Publications
Carbon Management
Key Technology in the Fight Against Climate Change
In Europe, there is a widespread belief that decisive climate policy will simultaneously bring about an economic miracle. People feel superior to the United States in terms of climate policy. After all, the U.S. had rejected the Kyoto Agreement and, under President Donald Trump, pulled out of the Paris Climate Agreement in 2020. While Europe acknowledges the leading role of the United States in the military and in the digital sector, it believes it is ahead in renewable energies, electromobility and heat pumps. In the meantime, however, Brussels and European capitals are beginning to understand that this European leadership, which was thought to be secure, is being seriously challenged by the forces unleashed by the Inflation Reduction Act (IRA).
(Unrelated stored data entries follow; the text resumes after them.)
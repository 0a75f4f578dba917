//! Human-readable harness output.
//!
//! Status lines and summaries go to the `out` stream, diffs to the `err`
//! stream. Styling uses crossterm and is skipped entirely when color is off,
//! in which case diff lines are prefixed with `+`, `-` or a space instead.

use crossterm::style::Stylize;
use std::io::{self, Stderr, Stdout, Write};
use std::path::Path;

use crate::engine::ActionType;
use crate::runner::{RunMode, RunOutcome, RunSummary};
use crate::snapshot::{Segment, SegmentKind, diff_lines};

#[derive(Debug, Clone, Copy)]
enum Tone {
    Bold,
    BoldGrey,
    Grey,
    Green,
    BoldGreen,
    Red,
    BoldRed,
    BoldYellow,
}

fn paint(text: &str, tone: Tone, color: bool) -> String {
    if !color {
        return text.to_string();
    }
    match tone {
        Tone::Bold => text.bold().to_string(),
        Tone::BoldGrey => text.bold().dark_grey().to_string(),
        Tone::Grey => text.dark_grey().to_string(),
        Tone::Green => text.green().to_string(),
        Tone::BoldGreen => text.bold().green().to_string(),
        Tone::Red => text.red().to_string(),
        Tone::BoldRed => text.bold().red().to_string(),
        Tone::BoldYellow => text.bold().yellow().to_string(),
    }
}

/// Render diff segments in order, without dropping any content
pub fn render_segments(segments: &[Segment], color: bool) -> String {
    let mut rendered = String::new();
    for segment in segments {
        if color {
            let tone = match segment.kind {
                SegmentKind::Common => Tone::Grey,
                SegmentKind::Added => Tone::Green,
                SegmentKind::Removed => Tone::Red,
            };
            rendered.push_str(&paint(&segment.value, tone, true));
        } else {
            let marker = match segment.kind {
                SegmentKind::Common => ' ',
                SegmentKind::Added => '+',
                SegmentKind::Removed => '-',
            };
            for line in segment.value.split_inclusive('\n') {
                rendered.push(marker);
                rendered.push_str(line);
            }
        }
    }
    rendered
}

/// Writes per-fixture progress, statuses, diffs and the final summary
pub struct Reporter<O: Write, E: Write> {
    out: O,
    err: E,
    color: bool,
}

impl Reporter<Stdout, Stderr> {
    /// Report to the process stdout/stderr
    pub fn stdio(color: bool) -> Self {
        Self::new(io::stdout(), io::stderr(), color)
    }
}

impl<O: Write, E: Write> Reporter<O, E> {
    pub fn new(out: O, err: E, color: bool) -> Self {
        Self { out, err, color }
    }

    /// Give back the underlying streams
    pub fn into_parts(self) -> (O, E) {
        (self.out, self.err)
    }

    fn paint(&self, text: &str, tone: Tone) -> String {
        paint(text, tone, self.color)
    }

    /// Announce the fixture about to be validated
    pub fn fixture_header(&mut self, path: &Path, action_type: ActionType) -> io::Result<()> {
        let header = self.paint(&format!(" > {} ", path.display()), Tone::Bold);
        let kind = self.paint(&format!("({} file)", action_type), Tone::BoldGrey);
        writeln!(self.out, "{}{}\n", header, kind)
    }

    /// Marker written right before the engine runs
    pub fn output_start(&mut self) -> io::Result<()> {
        let marker = self.paint("=== OUTPUT START ===", Tone::BoldGrey);
        writeln!(self.out, "{}", marker)?;
        self.out.flush()
    }

    /// Marker written right after the engine returns
    pub fn output_end(&mut self) -> io::Result<()> {
        let marker = self.paint("=== OUTPUT END ===", Tone::BoldGrey);
        writeln!(self.out, "{}", marker)
    }

    /// Status line, plus a diff of `expected` against the new snapshot on mismatch
    pub fn outcome(&mut self, outcome: &RunOutcome, expected: &str, mode: RunMode) -> io::Result<()> {
        if outcome.matched {
            let status = self.paint("\n   SNAPSHOT MATCHED", Tone::BoldGreen);
            writeln!(self.out, "{}", status)?;
        } else {
            let tone = match mode {
                RunMode::Update => Tone::BoldYellow,
                RunMode::Check => Tone::BoldRed,
            };
            let status = self.paint("\n   SNAPSHOT MISMATCH\n", tone);
            writeln!(self.out, "{}", status)?;
            self.diff(expected, &outcome.new_snapshot)?;
        }
        writeln!(self.out, "\n")
    }

    /// Legend on `out`, diff body on `err`
    pub fn diff(&mut self, old: &str, new: &str) -> io::Result<()> {
        let legend = if self.color {
            format!(
                "{} {} {} {} {} {} {}",
                self.paint("Diff:", Tone::BoldGrey),
                self.paint("red", Tone::BoldRed),
                self.paint("for deletions,", Tone::Grey),
                self.paint("green", Tone::BoldGreen),
                self.paint("for additions,", Tone::Grey),
                self.paint("grey", Tone::BoldGrey),
                self.paint("for common parts", Tone::Grey),
            )
        } else {
            "Diff: - for deletions, + for additions, space for common parts".to_string()
        };
        writeln!(self.out, "{}", legend)?;
        self.out.flush()?;

        let segments = diff_lines(old, new);
        write!(self.err, "{}", render_segments(&segments, self.color))?;
        writeln!(self.err)?;
        self.err.flush()
    }

    /// Note that a snapshot is being rewritten
    pub fn updating(&mut self, fixture: &Path) -> io::Result<()> {
        let line = self.paint(&format!("Updating snapshot for {}", fixture.display()), Tone::BoldYellow);
        writeln!(self.out, "{}", line)
    }

    /// Note that a fixture failed in check mode
    pub fn mismatch(&mut self, fixture: &Path) -> io::Result<()> {
        let line = self.paint(&format!("Snapshot mismatch for {}", fixture.display()), Tone::BoldRed);
        writeln!(self.out, "{}", line)
    }

    /// Final pass/fail line
    pub fn summary(&mut self, summary: &RunSummary) -> io::Result<()> {
        if summary.passed() {
            let line = self.paint(
                &format!("\nPassed all tests in {:.3}s", summary.elapsed_secs),
                Tone::BoldGreen,
            );
            writeln!(self.out, "{}", line)?;
        } else {
            let line = self.paint("\nFailed some tests", Tone::BoldRed);
            writeln!(self.out, "{}", line)?;
        }
        self.out.flush()
    }
}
In early January 2023, German Economics Minister Robert Habeck visited Norway to see Carbon Capture and Storage (CCS) technology in action. Just a few days earlier, the German Federal Ministry of Economics and Climate Protection (BMWK) had presented an evaluation report on the Carbon Dioxide Storage Act of 2012, which for the first time gave CCS technology a positive assessment. A rethink is emerging.
The German government is currently working on a carbon strategy and aims to have a law in place before the end of 2023 that will enable the capture, transport and storage of CO2. This opens a new chapter in the political debate about how to deal with CO2. In view of the protests that CCS has provoked in the past among environmental associations and the Green Party, this cautious opening of the debate by Robert Habeck can certainly be described as a step toward pragmatizing the German government's climate policy. Without it, Germany would isolate itself from climate policies around the world and increasingly in Europe.
This is because the EU Commission has taken important steps in the direction of CCS in its draft Net Zero Industry Act of spring 2023. CCS is regarded here as a net zero technology that is to be promoted by the state.
For Germany and the EU, it is now a matter of creating a legal framework to capture and transport the emissions that are difficult to avoid, for example from basic industries (e.g. chemicals, cement, lime, glass), and to inject them into safe storage sites. In the sense of a CO2 cycle economy, this also makes it possible to use CO2 as a raw material. CCS and CCU (Carbon Capture and Utilization) are climate protection technologies and must be recognized as such.
Outside Europe, the use of CCS and CCU should be a central option not only in the context of industrial production, but also in energy production itself. It is true that the expansion of renewable energies and the production and use of hydrogen play the central role in climate policy everywhere in the world. But we will not stop China, Indonesia, India or Colombia - to name just a few countries - from continuing to use their fossil energy sources. Therefore, it seems unwise in terms of climate policy to try to stop technologies for the capture, storage and use of CO2 here.
CCUS is therefore a topic that will play a major role at the next COP meetings.